VolcanoFest ran alongside the global conference of the International Association of Volcanology and Chemistry of the Earth’s Interior, which was held in Rotorua in early 2023. Over 900 scientists from 41 countries attended, brining world-class scientists, locals, and rangatahi together.

The VolcanoFest event allowed people to meet volcanologists, ask questions, and learn more about the world beneath their feet.

Ben says scientific conferences have a reputation of inaccessibility: scientists speaking to each other about the details of their science, without giving back or engaging with the local community – “I was determined that my brainchild, VolcanoFest, would start to remedy this.”

Despite the irreversible changes Whakaari made to Ben’s approach to science communication, he says he still finds it incredibly rewarding to teach children about volcanoes: “The kinds of emotions you receive from kids are magic.”

“I want to share my enthusiasm and my passion for volcanoes. And I think you find a lot of people are also similarly excited and passionate about volcanoes.”

With this prize, Ben plans to use the innovative approaches to teaching and learning exhibited in VolcanoFest to contribute energy, expertise, and funding towards two projects that will raise awareness of both the “wonder and the risks” of volcanoes.

He’ll develop tailored communications for the “Haos-Blong Volcano” museum on Tanna Island in Vanuatu, and for the Visitor Centre at Tongariro National Park. In Vanuatu, he’ll work with volcanologists, local guides, and the team who monitor geohazards. In New Zealand, he’ll collaborate with the Department of Conservation, Ngāti Tūwharetoa, and GNS Science to design innovative ways to communicate with tamariki from local kura.

Ben says that by using his research and the lessons from Whakaari, he and his colleagues can provide expertise in clear and consistent messaging at both locations. Both projects are designed to make a difference by optimising communications for the people who need them most.

In awarding this prize, the expert members of the selection panel were impressed with Ben’s thoughtful and mature approach to science communication.
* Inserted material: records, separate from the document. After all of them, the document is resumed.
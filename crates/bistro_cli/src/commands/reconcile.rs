//! Rating reconciliation command.

use super::Output;
use bistro_core::AppContext;
use serde::Serialize;

/// Result of a reconciliation pass.
#[derive(Debug, Serialize)]
pub struct ReconcileResult {
    /// Restaurants checked.
    pub restaurants: usize,
    /// Restaurants whose stored rating was corrected.
    pub corrected: usize,
}

/// Recomputes every restaurant's rating from its reviews.
pub fn execute(ctx: &AppContext, output: Output) -> Result<(), Box<dyn std::error::Error>> {
    let corrected = ctx.ratings().reconcile_all(ctx.reviews())?;
    let result = ReconcileResult {
        restaurants: ctx.restaurants().len(),
        corrected,
    };
    output.emit(&result, |r| {
        if r.corrected == 0 {
            println!("✓ All {} rating(s) consistent", r.restaurants);
        } else {
            println!(
                "✓ Corrected {} of {} rating(s)",
                r.corrected, r.restaurants
            );
        }
    })
}
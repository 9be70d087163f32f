use std::sync::Arc;
use std::time::Duration;

use futures::future::join_all;
use rust_decimal::Decimal;
use serde::Serialize;
use tokio::time::timeout;
use tracing::{debug, warn};

use crate::ledger::{merge_transactions, normalize_external, normalize_transfer, paginate, total_pages};
use crate::models::{
    Account, AccountSnapshot, AggregationError, BankLink, ExternalTransaction, NewTransfer, ProviderError,
    Transaction, TransferRecord
};
use crate::providers::{BankLinkStore, InstitutionDirectory, TransactionProvider, TransactionSync, TransferStore};
use crate::types::{BankLinkId, ExternalAccountId, InstitutionId, UserId};

/// Explicit aggregator configuration; nothing is read from the environment.
#[derive(Debug, Clone)]
pub struct AggregatorConfig {
    /// Permit recording transfers whose sender link was saved without a
    /// funding source.
    pub allow_save_without_funding_source: bool,
    /// Require the receiving link to carry a funding source authorizing
    /// on-demand pulls before a transfer is recorded.
    pub require_on_demand_authorization: bool,
    /// Safety cap on cursor-sync pages fetched per account.
    pub max_sync_pages: usize,
    /// Optional deadline raced against each snapshot fetch. The losing fetch
    /// is abandoned, not cancelled; any side effects it had stand.
    pub snapshot_deadline: Option<Duration>
}

impl Default for AggregatorConfig {
    fn default() -> Self {
        Self {
            allow_save_without_funding_source: false,
            require_on_demand_authorization: true,
            max_sync_pages: 64,
            snapshot_deadline: None
        }
    }
}

/// Single-account view: the refreshed account plus one page of its merged
/// ledger.
#[derive(Debug, Clone, Serialize)]
#[serde(rename_all = "camelCase")]
pub struct MergedAccount {
    pub account: Account,
    pub transactions: Vec<Transaction>,
    pub total_pages: usize
}

/// Portfolio view across every bank that answered.
#[derive(Debug, Clone, Serialize)]
#[serde(rename_all = "camelCase")]
pub struct AggregatedAccounts {
    pub accounts: Vec<Account>,
    pub total_banks: usize,
    pub total_current_balance: Decimal
}

/// One fan-out branch that failed. Observable through
/// [`AccountAggregator::get_aggregated_accounts_detailed`], never propagated.
#[derive(Debug)]
pub struct BranchFailure {
    pub bank_link_id: BankLinkId,
    pub reason: ProviderError
}

/// Fan-out outcome with the failed branches retained for observability
/// hooks; callers wanting only the portfolio use
/// [`AccountAggregator::get_aggregated_accounts`].
#[derive(Debug)]
pub struct AggregationOutcome {
    pub portfolio: AggregatedAccounts,
    pub failures: Vec<BranchFailure>
}

/// Orchestrates per-user aggregation across linked banks.
///
/// Holds no mutable state across requests; every call recomputes from the
/// two source-of-truth stores and the external provider.
pub struct AccountAggregator {
    links: Arc<dyn BankLinkStore>,
    provider: Arc<dyn TransactionProvider>,
    transfers: Arc<dyn TransferStore>,
    institutions: Arc<dyn InstitutionDirectory>,
    config: AggregatorConfig
}

impl AccountAggregator {
    pub fn new(
        links: Arc<dyn BankLinkStore>,
        provider: Arc<dyn TransactionProvider>,
        transfers: Arc<dyn TransferStore>,
        institutions: Arc<dyn InstitutionDirectory>,
        config: AggregatorConfig
    ) -> Self {
        Self {
            links,
            provider,
            transfers,
            institutions,
            config
        }
    }

    /// Fetches one linked account with the requested page of its merged
    /// ledger.
    ///
    /// The snapshot is load-bearing: its failure surfaces as
    /// [`AggregationError::UpstreamUnavailable`]. Everything else degrades:
    /// a failed transfer-store read or external sync contributes zero rows,
    /// and a failed institution lookup leaves the name unresolved.
    pub async fn get_merged_account(&self, bank_link_id: &BankLinkId, page: usize) -> Result<MergedAccount, AggregationError> {
        let link = self
            .links
            .get(bank_link_id)
            .await
            .map_err(|error| AggregationError::from_link_lookup(bank_link_id, error))?;

        // Snapshot and internal transfers race independently.
        let (snapshot, transfer_rows) = tokio::join!(
            self.fetch_snapshot(&link),
            self.transfers.list_by_bank_id(&link.id),
        );

        let snapshot = snapshot.map_err(|error| AggregationError::upstream_unavailable(&link.id, error))?;

        let transfer_rows = transfer_rows.unwrap_or_else(|error| {
            warn!(bank_link_id = %link.id, %error, "Transfer store read failed, continuing without internal transfers");
            Vec::new()
        });

        let external_rows = self.sync_external(&link).await;
        let institution_name = self.resolve_institution(&snapshot.institution_id).await;
        let account = Account::from_snapshot(snapshot, &link, institution_name);

        let external: Vec<Transaction> = external_rows.iter().map(normalize_external).collect();
        let transfers: Vec<Transaction> = transfer_rows
            .iter()
            .map(|transfer| normalize_transfer(transfer, &link.id))
            .collect();

        let merged = merge_transactions(external, transfers);
        let pages = total_pages(merged.len());
        let rows = paginate(&merged, page).to_vec();

        debug!(bank_link_id = %link.id, rows = merged.len(), page, "Merged account ledger assembled");

        Ok(MergedAccount {
            account,
            transactions: rows,
            total_pages: pages
        })
    }

    /// Portfolio totals across every bank that answered.
    pub async fn get_aggregated_accounts(&self, user_id: &UserId) -> Result<AggregatedAccounts, AggregationError> {
        Ok(self.get_aggregated_accounts_detailed(user_id).await?.portfolio)
    }

    /// Same aggregation, with the dropped branches exposed for observability.
    ///
    /// Per-bank fetches race with no ordering guarantee; a branch failure is
    /// caught at the branch boundary and drops only that bank. Totals are
    /// computed over the subset that succeeded.
    pub async fn get_aggregated_accounts_detailed(&self, user_id: &UserId) -> Result<AggregationOutcome, AggregationError> {
        let links = self
            .links
            .list_for_user(user_id)
            .await
            .map_err(|error| AggregationError::listing_failed(user_id, error))?;

        let branches = join_all(links.iter().map(|link| self.fetch_branch(link))).await;

        let mut accounts = Vec::new();
        let mut failures = Vec::new();

        for (link, outcome) in links.iter().zip(branches) {
            match outcome {
                Ok(account) => accounts.push(account),
                Err(reason) => {
                    warn!(bank_link_id = %link.id, %reason, "Dropping bank from aggregation after branch failure");
                    failures.push(BranchFailure {
                        bank_link_id: link.id.clone(),
                        reason
                    });
                }
            }
        }

        let total_banks = accounts.len();
        let total_current_balance = accounts.iter().map(|account| account.current_balance).sum();

        Ok(AggregationOutcome {
            portfolio: AggregatedAccounts {
                accounts,
                total_banks,
                total_current_balance
            },
            failures
        })
    }

    /// Records a peer transfer after checking funding-source authorization on
    /// both ends.
    ///
    /// The receiver is addressed by external account id (the decrypted
    /// shareable identifier), matching how transfers are initiated.
    pub async fn record_transfer(
        &self,
        name: &str,
        amount: Decimal,
        sender_bank_id: &BankLinkId,
        receiver_account_id: &ExternalAccountId
    ) -> Result<TransferRecord, AggregationError> {
        let (sender, receiver) = tokio::join!(
            self.links.get(sender_bank_id),
            self.links.get_by_account_id(receiver_account_id),
        );

        let sender = sender.map_err(|error| AggregationError::from_link_lookup(sender_bank_id, error))?;
        let receiver = receiver
            .map_err(|error| AggregationError::upstream_unavailable(sender_bank_id, error))?
            .ok_or_else(|| AggregationError::link_not_found(receiver_account_id))?;

        if sender.funding_source_url.is_empty() {
            if !self.config.allow_save_without_funding_source {
                return Err(AggregationError::missing_funding_source(&sender.id));
            }

            warn!(bank_link_id = %sender.id, "Recording transfer from a link without a funding source");
        }

        if self.config.require_on_demand_authorization && receiver.funding_source_url.is_empty() {
            return Err(AggregationError::missing_funding_source(&receiver.id));
        }

        let transfer = NewTransfer::peer(name, amount, sender.id.clone(), receiver.id.clone());

        self.transfers
            .create(transfer)
            .await
            .map_err(|error| AggregationError::TransferRejected { source: error })
    }

    async fn fetch_snapshot(&self, link: &BankLink) -> Result<AccountSnapshot, ProviderError> {
        let fetch = self.provider.get_account_snapshot(&link.access_token);

        match self.config.snapshot_deadline {
            Some(deadline) => match timeout(deadline, fetch).await {
                Ok(result) => result,
                Err(_) => Err(ProviderError::DeadlineElapsed {
                    millis: deadline.as_millis() as u64
                })
            },
            None => fetch.await
        }
    }

    /// One fan-out branch: snapshot plus institution metadata for one link.
    /// Failures stay at this boundary and become absence upstream.
    async fn fetch_branch(&self, link: &BankLink) -> Result<Account, ProviderError> {
        let snapshot = self.fetch_snapshot(link).await?;
        let institution_name = self.resolve_institution(&snapshot.institution_id).await;

        Ok(Account::from_snapshot(snapshot, link, institution_name))
    }

    /// External sync is fault-isolated from the snapshot: missing consent and
    /// provider failures both degrade to zero external rows.
    async fn sync_external(&self, link: &BankLink) -> Vec<ExternalTransaction> {
        let sync = TransactionSync::new(self.provider.as_ref(), &link.access_token, self.config.max_sync_pages);

        match sync.collect_all().await {
            Ok(rows) => rows,
            Err(error) if error.is_missing_consent() => {
                warn!(bank_link_id = %link.id, %error, "Transaction scope not granted, continuing with internal transfers only");
                Vec::new()
            }
            Err(error) => {
                warn!(bank_link_id = %link.id, %error, "Transaction sync failed, continuing with internal transfers only");
                Vec::new()
            }
        }
    }

    async fn resolve_institution(&self, institution_id: &InstitutionId) -> Option<String> {
        match self.institutions.get_institution(institution_id).await {
            Ok(institution) => Some(institution.name),
            Err(error) => {
                debug!(%institution_id, %error, "Institution lookup failed, leaving the name unresolved");
                None
            }
        }
    }
}
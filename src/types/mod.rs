/// Identifier of an application user.
pub type UserId = String;
/// Identifier of a bank-link document (the internal record tying a user to a
/// linked external account).
pub type BankLinkId = String;
/// Identifier assigned to an account by the external account-data provider.
pub type ExternalAccountId = String;
/// Identifier of a financial institution at the external provider.
pub type InstitutionId = String;

/// Fixed page size used by the transaction paginator.
pub const ROWS_PER_PAGE: usize = 10;
//! Transaction aggregation and budget inference core for a personal-finance
//! application.
//!
//! Merges externally synced bank transactions with internally recorded peer
//! transfers into one correctly signed, date-descending ledger per linked
//! account, derives spending categories and limits from that ledger, and
//! aggregates account snapshots across a user's banks with per-branch fault
//! isolation.
//!
//! External collaborators (the bank-link store, the account-data provider,
//! the transfer store, and the institution directory) are consumed through
//! the traits in [`providers`]; this crate owns no wire protocol of its own.

pub mod aggregator;
pub mod budget;
pub mod ledger;
pub mod models;
pub mod providers;
pub mod types;

pub use aggregator::{AccountAggregator, AggregatedAccounts, AggregationOutcome, AggregatorConfig, BranchFailure, MergedAccount};
pub use budget::{BudgetConfig, BudgetEngine};
pub use models::{
    Account, AggregationError, BankLink, BudgetCategory, CustomBudget, ProviderError, Transaction, TransactionKind,
    TransferRecord
};
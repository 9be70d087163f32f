mod account;
mod budget;
mod errors;
mod transaction;

use serde::{Deserialize, Serialize};

pub use account::{Account, AccountSnapshot, BankLink, Institution};
pub use budget::{BudgetCategory, BudgetTheme, CustomBudget};
pub use errors::{AggregationError, ProviderError};
pub use transaction::{ExternalTransaction, NewTransfer, RawTransaction, Transaction, TransferRecord};

/// Direction of a merged ledger row relative to the account being viewed.
#[derive(Debug, Clone, Copy, Eq, PartialEq, Serialize, Deserialize)]
#[serde(rename_all = "lowercase")]
pub enum TransactionKind {
    Debit,
    Credit
}
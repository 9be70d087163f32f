use rust_decimal::{Decimal, RoundingStrategy};
use tracing::debug;

use crate::models::{BudgetCategory, BudgetTheme, CustomBudget, Transaction};

/// Provider category to budget category mapping. Anything unmapped lands in
/// the fallback bucket.
const CATEGORY_MAP: &[(&str, &str)] = &[
    ("Transfer", "Savings"),
    ("Food and Drink", "Food and booze"),
    ("Travel", "Travel"),
    ("Payment", "Subscriptions"),
    ("Processing", "Subscriptions")
];

/// Categories seeded at zero spend so the UI always has consistent defaults
/// to merge against, even when the ledger is empty.
const DEFAULT_CATEGORIES: &[&str] = &["Subscriptions", "Food and booze", "Savings"];

const FALLBACK_CATEGORY: &str = "Other";

/// Explicit tuning for budget inference; nothing is read from the
/// environment.
#[derive(Debug, Clone)]
pub struct BudgetConfig {
    /// Minimum ceiling assigned to any touched category, in whole currency
    /// units.
    pub floor: Decimal,
    /// Headroom multiplier applied to observed spend when deriving a ceiling.
    pub headroom: Decimal,
    /// Number of categories surfaced to the caller.
    pub top_limit: usize
}

impl Default for BudgetConfig {
    fn default() -> Self {
        Self {
            floor: Decimal::from(50),
            headroom: Decimal::new(12, 1),
            top_limit: 3
        }
    }
}

/// Derives spending categories and limits from a merged ledger.
pub struct BudgetEngine {
    config: BudgetConfig
}

impl BudgetEngine {
    pub fn new(config: BudgetConfig) -> Self {
        Self { config }
    }

    /// Infers the top spending categories for the given ledger, most-used
    /// first.
    ///
    /// Accumulation runs on unrounded decimals; rounding to whole currency
    /// units happens once on the way out so per-row rounding error cannot
    /// compound. Categories rank by how often they were hit rather than by
    /// how much was spent, surfacing recurring habits ahead of one-off large
    /// purchases. Custom budgets go to the head of the list and win the cut;
    /// they carry no computed spend until transaction attribution exists.
    pub fn infer(&self, transactions: &[Transaction], custom: &[CustomBudget]) -> Vec<BudgetCategory> {
        let mut touched: Vec<(&str, Decimal, usize)> = DEFAULT_CATEGORIES
            .iter()
            .map(|name| (*name, Decimal::ZERO, 0))
            .collect();

        for transaction in transactions {
            let name = Self::budget_category(&transaction.category);
            let magnitude = transaction.amount.abs();

            match touched.iter_mut().find(|(existing, _, _)| *existing == name) {
                Some((_, spent, count)) => {
                    *spent += magnitude;
                    *count += 1;
                }
                None => touched.push((name, magnitude, 1))
            }
        }

        let mut derived: Vec<BudgetCategory> = touched
            .into_iter()
            .map(|(name, spent, count)| {
                let ceiling = (spent * self.config.headroom).max(self.config.floor);

                BudgetCategory {
                    name: name.to_string(),
                    spent: round_display(spent),
                    total: round_display(ceiling),
                    theme: BudgetTheme::for_category(name),
                    count
                }
            })
            .collect();

        // Stable sort: equal counts keep first-touch order.
        derived.sort_by(|a, b| b.count.cmp(&a.count));

        let mut budgets: Vec<BudgetCategory> = custom.iter().map(BudgetCategory::from_custom).collect();
        budgets.extend(derived);
        budgets.truncate(self.config.top_limit);

        debug!(rows = transactions.len(), surfaced = budgets.len(), "Inferred budget categories");

        budgets
    }

    fn budget_category(provider_category: &str) -> &'static str {
        CATEGORY_MAP
            .iter()
            .find(|(provider, _)| *provider == provider_category)
            .map(|(_, budget)| *budget)
            .unwrap_or(FALLBACK_CATEGORY)
    }
}

fn round_display(value: Decimal) -> Decimal {
    value.round_dp_with_strategy(0, RoundingStrategy::MidpointAwayFromZero)
}
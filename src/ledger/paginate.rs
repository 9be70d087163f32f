use crate::types::ROWS_PER_PAGE;

/// Number of pages needed to show `len` rows; never less than one.
pub fn total_pages(len: usize) -> usize {
    len.div_ceil(ROWS_PER_PAGE).max(1)
}

/// Returns the 1-based `page` slice of `rows`.
///
/// Page zero clamps to the first page; pages past the end yield an empty
/// slice rather than an error.
pub fn paginate<T>(rows: &[T], page: usize) -> &[T] {
    let page = page.max(1);
    let start = (page - 1).saturating_mul(ROWS_PER_PAGE);

    if start >= rows.len() {
        return &[];
    }

    let end = (start + ROWS_PER_PAGE).min(rows.len());
    &rows[start..end]
}
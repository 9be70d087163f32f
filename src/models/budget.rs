use rust_decimal::Decimal;
use serde::{Deserialize, Serialize};

/// Icon and color pairing used when rendering a category in the sidebar.
#[derive(Debug, Clone, Eq, PartialEq, Serialize, Deserialize)]
pub struct BudgetTheme {
    pub icon: String,
    pub color: String
}

const THEMES: &[(&str, &str, &str)] = &[
    ("Subscriptions", "/icons/monitor.svg", "bg-blue-500"),
    ("Food and booze", "/icons/shopping-bag.svg", "bg-pink-500"),
    ("Savings", "/icons/coins.svg", "bg-green-500"),
    ("Travel", "/icons/plane.svg", "bg-purple-500")
];

const FALLBACK_ICON: &str = "/icons/dollar-circle.svg";
const FALLBACK_COLOR: &str = "bg-gray-500";

impl BudgetTheme {
    /// Looks up the fixed theme for a category name; anything unmapped gets
    /// the fallback theme.
    pub fn for_category(name: &str) -> Self {
        THEMES
            .iter()
            .find(|(category, _, _)| *category == name)
            .map(|(_, icon, color)| Self { icon: (*icon).to_string(), color: (*color).to_string() })
            .unwrap_or_else(|| Self { icon: FALLBACK_ICON.to_string(), color: FALLBACK_COLOR.to_string() })
    }
}

/// One derived spending category.
///
/// Ephemeral: recomputed from the merged ledger on every request, never
/// persisted.
#[derive(Debug, Clone, PartialEq, Serialize, Deserialize)]
#[serde(rename_all = "camelCase")]
pub struct BudgetCategory {
    pub name: String,
    /// Sum of absolute amounts of matched rows, rounded for display.
    pub spent: Decimal,
    /// Derived ceiling; at least the configured floor and at least spend plus
    /// headroom.
    pub total: Decimal,
    #[serde(flatten)]
    pub theme: BudgetTheme,
    /// How many rows matched; drives the ranking.
    pub count: usize
}

/// User-created budget with a chosen target.
///
/// Display-only until transaction attribution exists, so it carries no
/// computed spend.
#[derive(Debug, Clone, Serialize, Deserialize)]
#[serde(rename_all = "camelCase")]
pub struct CustomBudget {
    pub name: String,
    pub target: Decimal,
    pub note: Option<String>
}

impl BudgetCategory {
    pub fn from_custom(custom: &CustomBudget) -> Self {
        Self {
            name: custom.name.clone(),
            spent: Decimal::ZERO,
            total: custom.target,
            theme: BudgetTheme::for_category(&custom.name),
            count: 0
        }
    }
}
mod account_aggregator;

pub use account_aggregator::{
    AccountAggregator, AggregatedAccounts, AggregationOutcome, AggregatorConfig, BranchFailure, MergedAccount
};
use chrono::{DateTime, Utc};
use rust_decimal::Decimal;
use serde::{Deserialize, Serialize};

use crate::models::TransactionKind;
use crate::types::{BankLinkId, ExternalAccountId};

/// One entry from the provider's incremental transaction sync.
///
/// Amounts follow the provider sign convention: positive = debit/outflow.
/// The category list is the provider's full hierarchy; only the first entry
/// survives projection into [`ExternalTransaction`].
#[derive(Debug, Clone, Serialize, Deserialize)]
pub struct RawTransaction {
    pub transaction_id: String,
    pub name: String,
    pub payment_channel: String,
    pub account_id: ExternalAccountId,
    pub amount: Decimal,
    pub pending: bool,
    #[serde(default)]
    pub category: Vec<String>,
    pub date: DateTime<Utc>,
    pub logo_url: Option<String>
}

/// Crate-side projection of a synced provider transaction, still carrying the
/// provider's sign convention.
#[derive(Debug, Clone)]
pub struct ExternalTransaction {
    pub id: String,
    pub name: String,
    pub payment_channel: String,
    pub account_id: ExternalAccountId,
    pub amount: Decimal,
    pub pending: bool,
    pub category: String,
    pub date: DateTime<Utc>,
    pub image: Option<String>
}

impl From<RawTransaction> for ExternalTransaction {
    fn from(raw: RawTransaction) -> Self {
        Self {
            id: raw.transaction_id,
            name: raw.name,
            payment_channel: raw.payment_channel,
            account_id: raw.account_id,
            amount: raw.amount,
            pending: raw.pending,
            category: raw.category.into_iter().next().unwrap_or_default(),
            date: raw.date,
            image: raw.logo_url
        }
    }
}

/// Internally recorded peer transfer.
///
/// `amount` is stored as a positive magnitude; the debit/credit direction is
/// derived from the sender/receiver link ids at read time.
#[derive(Debug, Clone, Serialize, Deserialize)]
#[serde(rename_all = "camelCase")]
pub struct TransferRecord {
    pub id: String,
    pub name: String,
    pub amount: Decimal,
    pub created_at: DateTime<Utc>,
    pub channel: String,
    pub category: String,
    pub sender_bank_id: BankLinkId,
    pub receiver_bank_id: BankLinkId
}

/// Fields supplied by the caller when recording a transfer; the store assigns
/// the id and creation timestamp.
#[derive(Debug, Clone, Serialize, Deserialize)]
#[serde(rename_all = "camelCase")]
pub struct NewTransfer {
    pub name: String,
    pub amount: Decimal,
    pub channel: String,
    pub category: String,
    pub sender_bank_id: BankLinkId,
    pub receiver_bank_id: BankLinkId
}

impl NewTransfer {
    pub const DEFAULT_CHANNEL: &'static str = "online";
    pub const DEFAULT_CATEGORY: &'static str = "Transfer";

    /// A peer transfer with the standard channel and category. The amount is
    /// stored as a positive magnitude regardless of the sign passed in.
    pub fn peer(name: impl Into<String>, amount: Decimal, sender_bank_id: BankLinkId, receiver_bank_id: BankLinkId) -> Self {
        Self {
            name: name.into(),
            amount: amount.abs(),
            channel: Self::DEFAULT_CHANNEL.to_string(),
            category: Self::DEFAULT_CATEGORY.to_string(),
            sender_bank_id,
            receiver_bank_id
        }
    }
}

/// Unified ledger row produced at the merge boundary.
///
/// Sign invariant: negative amounts are money leaving the reference account,
/// positive amounts are money entering it, and `kind` always agrees with the
/// sign. No raw source shape flows past this type.
#[derive(Debug, Clone, PartialEq, Serialize, Deserialize)]
#[serde(rename_all = "camelCase")]
pub struct Transaction {
    pub id: String,
    pub name: String,
    pub amount: Decimal,
    #[serde(rename = "type")]
    pub kind: TransactionKind,
    pub date: DateTime<Utc>,
    pub payment_channel: String,
    pub category: String,
    pub pending: bool,
    #[serde(default, skip_serializing_if = "Option::is_none")]
    pub image: Option<String>
}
They believe that the benefit of his work will be wide-reaching – both in Aotearoa New Zealand and the Pacific.

They say Ben clearly understands and values the investment required to build genuine relationships with mana whenua and other communities, and his collaborative approach is inspiring and positions him to be a leader in how we reimagine hazard communication following the tragic events on Whakaari.

Ben says this award is not only for him, but for the “diverse community of great people” that work alongside him.